Q: What are your signature dishes?
Cheer: Duck wings – crispy wings glazed in our wild herb hot honey; Bison meatballs – Saskatoon berry glaze, feta with taro crisps and fry bread; Mussels – prawns, Italian sausage, chardonnay dill cream sauce and crispy capers; Sweetgrass custard – haskap berry compote and short bread crust.
Q: What advantages and challenges are there to working in the culinary field in the Okanagan?
Cheer: The Okanagan is incredibly rich in local produce, wild ingredients and a strong network of growers, which is a huge advantage, especially for a restaurant with Indigenous fusion cuisine. There’s a genuine appreciation here for seasonal, sustainable food and the culinary community is supportive.
The challenges I have are sourcing certain Indigenous ingredients or wild meats, it consistently can be difficult due to availability or regulations. Staffing is another ongoing issue, every year brings turnover, with people changing career paths or struggling to find housing in the region. Accommodation remains a problem for attracting and retaining talent.
Q: How would you describe the restaurant’s food philosophy and style?
Cheer: Our philosophy is built on respect, heritage and ingredients. We honour Indigenous food traditions while trying to blend it into our modern-day cuisine. The food can be bold and rustic but we try to balance it. Like I said our plates have a story or cultural meaning while trying to add seasonal ingredients.
Q: What part does social media play for the restaurant?
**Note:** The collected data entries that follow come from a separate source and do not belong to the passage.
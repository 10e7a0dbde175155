use chrono::{DateTime, Utc};
use sqlx::FromRow;
use uuid::Uuid;

/// User account row
#[derive(Debug, Clone, FromRow)]
pub struct User {
    pub id: Uuid,
    pub username: String,
    pub email: String,
    pub password_hash: String,
    pub avatar_url: Option<String>,
    pub created_at: DateTime<Utc>,
    pub updated_at: DateTime<Utc>,
}

/// Issued session, backed by a Redis key with TTL
#[derive(Debug, Clone)]
pub struct Session {
    pub token: String,
    pub user_id: Uuid,
    pub expires_at: DateTime<Utc>,
    pub ttl_secs: u64,
}

/// Result of a successful session lookup
#[derive(Debug, Clone, Copy, PartialEq, Eq)]
pub struct SessionInfo {
    pub user_id: Uuid,
    /// Seconds until the session key expires
    pub expires_in: i64,
}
Cheer: I want people to understand and know the meaning behind our dishes and our menu. Social media is so important as this is the way to get it out there, hoping to make people interested in coming down and trying what we have to offer.
Q: What food or industry trends are you seeing emerge?
Cheer: There’s a meaningful rise in demand for locally sourced fresh ingredients, more so than ever Canadian products. People like to know where your meat or seafood is sourced from. How it’s cooked and what type of oil is used. Power food is also the other trend that’s emerging.
Q: How has the culinary industry changed in the past five years?
Cheer: I think more customers are growing open to exploring new cuisines and flavours and embracing more adventurous eating habits.
Q: What role does sustainability play in the restaurant’s approach to food?
Cheer: Sustainability is everything we do. We minimize food waste and focus on ethical sourcing. Many of our ingredients are wild, seasonal, or locally grown while still putting out the best dining experience.
Q: Where does the culinary team draw inspiration when creating new dishes?
Cheer: Our Inspiration comes from many places – family traditions, Indigenous wisdom and even community and staff conversations. We always try to connect flavours with meaning.